Isso é coisa de ontem

As panelas, os prédios no apagar das luzes, coração partido. A bravata, a greve por centavo de gente que nunca trabalha, desobediência, patrulha, desobediência, soldados e as mãos atadas ao tédio de mazelas sem remédio. Um lírio brota no passeio central e as rugas, cobertas por um véu branco, escondem a beleza que dormiu numa calçada sob a égide lunar e não há mais nada que se possa fazer. É preciso um náufrago de mil e oitocentos e alguma coisa para alcançar as léguas íntimas de mim, onde posso vestir, de velas, a noite sem fim de minha vida, e de outono, as folhas secas de minha árvore que não germina nunca, apenas o grafite de seu carvão, num esboço desse rascunho, desse poeta que não sou. Ainda assim teimo como teima o limo nas pedras, como a urtiga que, apesar de verde, arde na pele. Teimo em palavras que não dizem, mas queimam na alma, não a dos outros, mas a minha, por não saber verde o que a tudo dizem, mas opacas, sem cor se decompondo num tempo que não existiu, ainda. Mas espreita no horizonte como arrebol pre- nunciando no branco das nuvens, as gaivotas da nossa vida. Hoje, esse tempo célere, de se chegar rápido a lugar algum, de informar e que não forma, de se saber o que não sabe, de julgar sem nenhum juízo de valor e de princípio, esse tempo de anzol que pesca sem saber da isca, tempo de solidão guardada numa caixa de fósforo que leva a mensagem do agora, é apenas o resumo de que a tudo molda, e em estado de pedra seguimos, como seguem os lagartos, com seus olhos caolhos, para a sobrevivência, enquanto eles se entregam em pertencimento, cultivamos nossa distância infinita. É preciso que haja menos para obtermos mais... É preciso descobrir mais perto do que longe, esse longe quase tátil, onde esconde na digital, a identidade do que nos torna, dia a dia, indiferentes. É preciso amar quem não se conhece como a quem conhecemos, amar em prece de velas acesas, como na refeição de amigos sobre a mesa, é preciso, urgente, que encontremos nosso real caminho, como os pássaros que retornam para o ninho e que, dali, todos os dias, alçam voo para o desconhecido com a certeza da direção certa. A porta está aberta, agora. E todas as direções são um convite para o novo tempo. Eis-me aqui, ergo minha cabeça, assento meu chapéu de cidadão do mundo, distribuo um sorriso ao primeiro que passa e, sem pensar que haja inconsequência, atino-me num abraço e guardo, sem remorso, toda humanidade que, há muito, desconhecia e sigo...

Um comentário:

SB disse...

Seguimos.
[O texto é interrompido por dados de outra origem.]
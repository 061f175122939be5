#![forbid(unsafe_code)]

//! Opacity and vertical offset animated as one unit.
//!
//! A transition item never fades without sliding or slides without fading:
//! [`StyleSpring`] owns one spring per channel and retargets both at once.
//! The item is at rest only when both channels are.

use std::time::Duration;

use super::spring::{Spring, SpringConfig};

/// Visual state of a transition item.
#[derive(Debug, Clone, Copy, PartialEq)]
pub struct StyleFrame {
    /// Opacity in [0.0, 1.0].
    pub opacity: f64,
    /// Vertical offset in layout units; positive moves content down.
    pub y_offset: f64,
}

impl StyleFrame {
    /// Fully visible, in place.
    pub const VISIBLE: Self = Self {
        opacity: 1.0,
        y_offset: 0.0,
    };

    #[must_use]
    pub const fn new(opacity: f64, y_offset: f64) -> Self {
        Self { opacity, y_offset }
    }

    /// Invisible, shifted by `y_offset`.
    #[must_use]
    pub const fn hidden(y_offset: f64) -> Self {
        Self {
            opacity: 0.0,
            y_offset,
        }
    }
}

impl Default for StyleFrame {
    fn default() -> Self {
        Self::VISIBLE
    }
}

/// Two springs moving a [`StyleFrame`] toward a target frame.
#[derive(Debug, Clone)]
pub struct StyleSpring {
    opacity: Spring,
    y_offset: Spring,
}

impl StyleSpring {
    /// Start at `from` and head for `to`.
    #[must_use]
    pub fn new(config: SpringConfig, from: StyleFrame, to: StyleFrame) -> Self {
        Self {
            opacity: config.spring(from.opacity, to.opacity),
            y_offset: config.spring(from.y_offset, to.y_offset),
        }
    }

    /// Already resting at `frame`.
    #[must_use]
    pub fn settled(config: SpringConfig, frame: StyleFrame) -> Self {
        Self {
            opacity: Spring::settled(frame.opacity)
                .with_tension(config.tension)
                .with_friction(config.friction),
            y_offset: Spring::settled(frame.y_offset)
                .with_tension(config.tension)
                .with_friction(config.friction),
        }
    }

    /// Retarget both channels from wherever they currently are.
    pub fn retarget(&mut self, to: StyleFrame) {
        self.opacity.retarget(to.opacity);
        self.y_offset.retarget(to.y_offset);
    }

    pub fn tick(&mut self, dt: Duration) {
        self.opacity.advance(dt);
        self.y_offset.advance(dt);
    }

    #[must_use]
    pub fn is_at_rest(&self) -> bool {
        self.opacity.is_at_rest() && self.y_offset.is_at_rest()
    }

    /// Current frame. Opacity is clamped to [0.0, 1.0]; the offset is raw.
    #[must_use]
    pub fn current(&self) -> StyleFrame {
        StyleFrame {
            opacity: self.opacity.position().clamp(0.0, 1.0),
            y_offset: self.y_offset.position(),
        }
    }

    /// Frame the springs are heading for.
    #[must_use]
    pub fn target(&self) -> StyleFrame {
        StyleFrame {
            opacity: self.opacity.target(),
            y_offset: self.y_offset.target(),
        }
    }
}

#[cfg(test)]
mod tests {
    use super::*;

    const MS_16: Duration = Duration::from_millis(16);

    #[test]
    fn both_channels_move_together() {
        let mut style = StyleSpring::new(
            SpringConfig::CROSSFADE,
            StyleFrame::hidden(10.0),
            StyleFrame::VISIBLE,
        );
        style.tick(MS_16);
        let frame = style.current();
        assert!(frame.opacity > 0.0 && frame.opacity < 1.0);
        assert!(frame.y_offset < 10.0 && frame.y_offset > 0.0);
    }

    #[test]
    fn settles_on_target() {
        let mut style = StyleSpring::new(
            SpringConfig::CROSSFADE,
            StyleFrame::VISIBLE,
            StyleFrame::hidden(-10.0),
        );
        for _ in 0..200 {
            style.tick(MS_16);
        }
        assert!(style.is_at_rest());
        assert_eq!(style.current(), StyleFrame::hidden(-10.0));
    }

    #[test]
    fn opacity_never_leaves_unit_range() {
        let mut style = StyleSpring::new(
            SpringConfig::new(300.0, 5.0),
            StyleFrame::hidden(10.0),
            StyleFrame::VISIBLE,
        );
        for _ in 0..100 {
            style.tick(MS_16);
            let opacity = style.current().opacity;
            assert!((0.0..=1.0).contains(&opacity), "opacity = {opacity}");
        }
    }

    #[test]
    fn settled_reports_rest_and_target() {
        let style = StyleSpring::settled(SpringConfig::CROSSFADE, StyleFrame::VISIBLE);
        assert!(style.is_at_rest());
        assert_eq!(style.target(), StyleFrame::VISIBLE);
    }

    #[test]
    fn retarget_mid_flight_starts_from_current() {
        let mut style = StyleSpring::new(
            SpringConfig::CROSSFADE,
            StyleFrame::hidden(10.0),
            StyleFrame::VISIBLE,
        );
        style.tick(Duration::from_millis(48));
        let before = style.current();
        style.retarget(StyleFrame::hidden(-10.0));
        assert_eq!(style.current(), before);
        assert_eq!(style.target(), StyleFrame::hidden(-10.0));
        assert!(!style.is_at_rest());
    }
}
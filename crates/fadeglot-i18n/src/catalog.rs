#![forbid(unsafe_code)]

//! String catalog with locale fallback and interpolation.
//!
//! # Lookup order
//!
//! `get("pt-BR", key)` tries `pt-BR`, then the base language `pt`, then each
//! locale of the fallback chain in order. Each locale is tried at most once.
//! Stored tags are canonical (see [`normalize_locale`]); lookups expect
//! canonical tags too, which is what the [`Localizer`](crate::Localizer)
//! passes.
//!
//! # Failure Modes
//!
//! | Failure | Cause | Behavior |
//! |---------|-------|----------|
//! | Missing key | Key not in any locale | Returns `None` |
//! | Missing locale | Locale not loaded | Falls through chain |
//! | Bad interpolation arg | `{name}` but no `name` arg | Token left as-is |
//! | Malformed tag | Empty or non-alphanumeric segment | `I18nError::InvalidLocale` |

use std::collections::HashMap;

/// Canonical locale tag (e.g., `"en"`, `"en-US"`).
pub type Locale = String;

/// Errors from localization operations.
#[derive(Debug, thiserror::Error)]
pub enum I18nError {
    /// A locale string was malformed.
    #[error("invalid locale: {0:?}")]
    InvalidLocale(String),
    /// The locale is well formed but the catalog has no strings for it.
    #[error("no strings loaded for locale '{0}'")]
    UnknownLocale(String),
}

/// Validate a locale tag and bring it into canonical form.
///
/// Underscores become hyphens, the language subtag is lowercased and a
/// two-letter region subtag is uppercased: `"EN_us"` becomes `"en-US"`.
pub fn normalize_locale(tag: &str) -> Result<Locale, I18nError> {
    let trimmed = tag.trim();
    if trimmed.is_empty() {
        return Err(I18nError::InvalidLocale(tag.to_owned()));
    }
    let mut out = Vec::new();
    for (i, part) in trimmed.split(['-', '_']).enumerate() {
        if part.is_empty() || !part.chars().all(|c| c.is_ascii_alphanumeric()) {
            return Err(I18nError::InvalidLocale(tag.to_owned()));
        }
        let canonical = match i {
            0 => part.to_ascii_lowercase(),
            _ if part.len() == 2 && part.chars().all(|c| c.is_ascii_alphabetic()) => {
                part.to_ascii_uppercase()
            }
            _ => part.to_owned(),
        };
        out.push(canonical);
    }
    Ok(out.join("-"))
}

/// Canonical form of `tag`, or `tag` unchanged when it is malformed.
fn canonical(tag: String) -> Locale {
    normalize_locale(&tag).unwrap_or(tag)
}

/// Base language of a canonical tag: `"en-US"` -> `"en"`.
fn base_language(locale: &str) -> Option<&str> {
    locale.split_once('-').map(|(base, _)| base)
}

/// Strings for a single locale.
#[derive(Debug, Clone, Default)]
pub struct LocaleStrings {
    strings: HashMap<String, String>,
}

impl LocaleStrings {
    #[must_use]
    pub fn new() -> Self {
        Self::default()
    }

    /// Insert (or replace) a string.
    pub fn insert(&mut self, key: impl Into<String>, value: impl Into<String>) {
        self.strings.insert(key.into(), value.into());
    }

    /// Builder form of [`insert`](Self::insert).
    #[must_use]
    pub fn with(mut self, key: impl Into<String>, value: impl Into<String>) -> Self {
        self.insert(key, value);
        self
    }

    #[must_use]
    pub fn get(&self, key: &str) -> Option<&str> {
        self.strings.get(key).map(String::as_str)
    }

    #[must_use]
    pub fn len(&self) -> usize {
        self.strings.len()
    }

    #[must_use]
    pub fn is_empty(&self) -> bool {
        self.strings.is_empty()
    }
}

/// Central string catalog with locale fallback.
///
/// ```
/// use fadeglot_i18n::{LocaleStrings, StringCatalog};
///
/// let mut catalog = StringCatalog::new();
/// catalog.add_locale("en", LocaleStrings::new().with("welcome", "Welcome, {name}!"));
/// catalog.add_locale("en-GB", LocaleStrings::new().with("colour", "Colour"));
/// catalog.set_fallback_chain(vec!["en".into()]);
///
/// assert_eq!(catalog.get("en-GB", "colour"), Some("Colour"));
/// assert_eq!(
///     catalog.format("en-GB", "welcome", &[("name", "Ada")]),
///     Some("Welcome, Ada!".into())
/// );
/// ```
#[derive(Debug, Clone, Default)]
pub struct StringCatalog {
    locales: HashMap<Locale, LocaleStrings>,
    fallback_chain: Vec<Locale>,
}

impl StringCatalog {
    #[must_use]
    pub fn new() -> Self {
        Self::default()
    }

    /// Add strings for a locale, merging into any strings already present.
    ///
    /// The tag is stored in canonical form, so `"en_us"` and `"en-US"` name
    /// the same locale.
    pub fn add_locale(&mut self, locale: impl Into<String>, strings: LocaleStrings) {
        let entry = self.locales.entry(canonical(locale.into())).or_default();
        entry.strings.extend(strings.strings);
    }

    /// Set the chain of locales tried after the requested one. Tags are
    /// canonicalized like [`add_locale`](Self::add_locale) keys.
    pub fn set_fallback_chain(&mut self, chain: Vec<Locale>) {
        self.fallback_chain = chain.into_iter().map(canonical).collect();
    }

    #[must_use]
    pub fn fallback_chain(&self) -> &[Locale] {
        &self.fallback_chain
    }

    /// Whether strings were loaded for exactly this canonical tag.
    #[must_use]
    pub fn has_locale(&self, locale: &str) -> bool {
        self.locales.contains_key(locale)
    }

    /// Whether `locale` or its base language has strings.
    #[must_use]
    pub fn supports(&self, locale: &str) -> bool {
        self.has_locale(locale) || base_language(locale).is_some_and(|b| self.has_locale(b))
    }

    /// Look up a string, walking locale, base language, then fallbacks.
    #[must_use]
    pub fn get(&self, locale: &str, key: &str) -> Option<&str> {
        let mut tried: Vec<&str> = Vec::with_capacity(2 + self.fallback_chain.len());
        let candidates = std::iter::once(locale)
            .chain(base_language(locale))
            .chain(self.fallback_chain.iter().map(String::as_str));
        for candidate in candidates {
            if tried.contains(&candidate) {
                continue;
            }
            tried.push(candidate);
            if let Some(value) = self.locales.get(candidate).and_then(|ls| ls.get(key)) {
                return Some(value);
            }
        }
        None
    }

    /// Look up a string and perform `{name}` interpolation.
    #[must_use]
    pub fn format(&self, locale: &str, key: &str, args: &[(&str, &str)]) -> Option<String> {
        self.get(locale, key).map(|template| interpolate(template, args))
    }

    /// All registered locale tags, sorted.
    #[must_use]
    pub fn locales(&self) -> Vec<&str> {
        let mut tags: Vec<&str> = self.locales.keys().map(String::as_str).collect();
        tags.sort_unstable();
        tags
    }
}

/// Single-pass `{name}` interpolation. Unmatched tokens left as-is.
pub(crate) fn interpolate(template: &str, args: &[(&str, &str)]) -> String {
    let mut result = String::with_capacity(template.len());
    let mut rest = template;
    while let Some(open) = rest.find('{') {
        result.push_str(&rest[..open]);
        let after = &rest[open + 1..];
        match after.find('}') {
            Some(close) => {
                let name = &after[..close];
                match args.iter().find(|(k, _)| *k == name) {
                    Some((_, value)) => result.push_str(value),
                    None => {
                        result.push('{');
                        result.push_str(name);
                        result.push('}');
                    }
                }
                rest = &after[close + 1..];
            }
            None => {
                result.push_str(&rest[open..]);
                rest = "";
            }
        }
    }
    result.push_str(rest);
    result
}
Flueuntes de ontens e desde ontem, que o agora é aqui!
Todas as idas sem veredas se trombam na lombada dos dias mais sutis e abraçam a esmo, todos os nossos risos, como rios de suor.
O mundo é um livro aberto, certo de que quem se atreve a lê-lo, ainda que interprete-o em preto e branco, consegue se despedir das horas, com um pouco mais de sabor.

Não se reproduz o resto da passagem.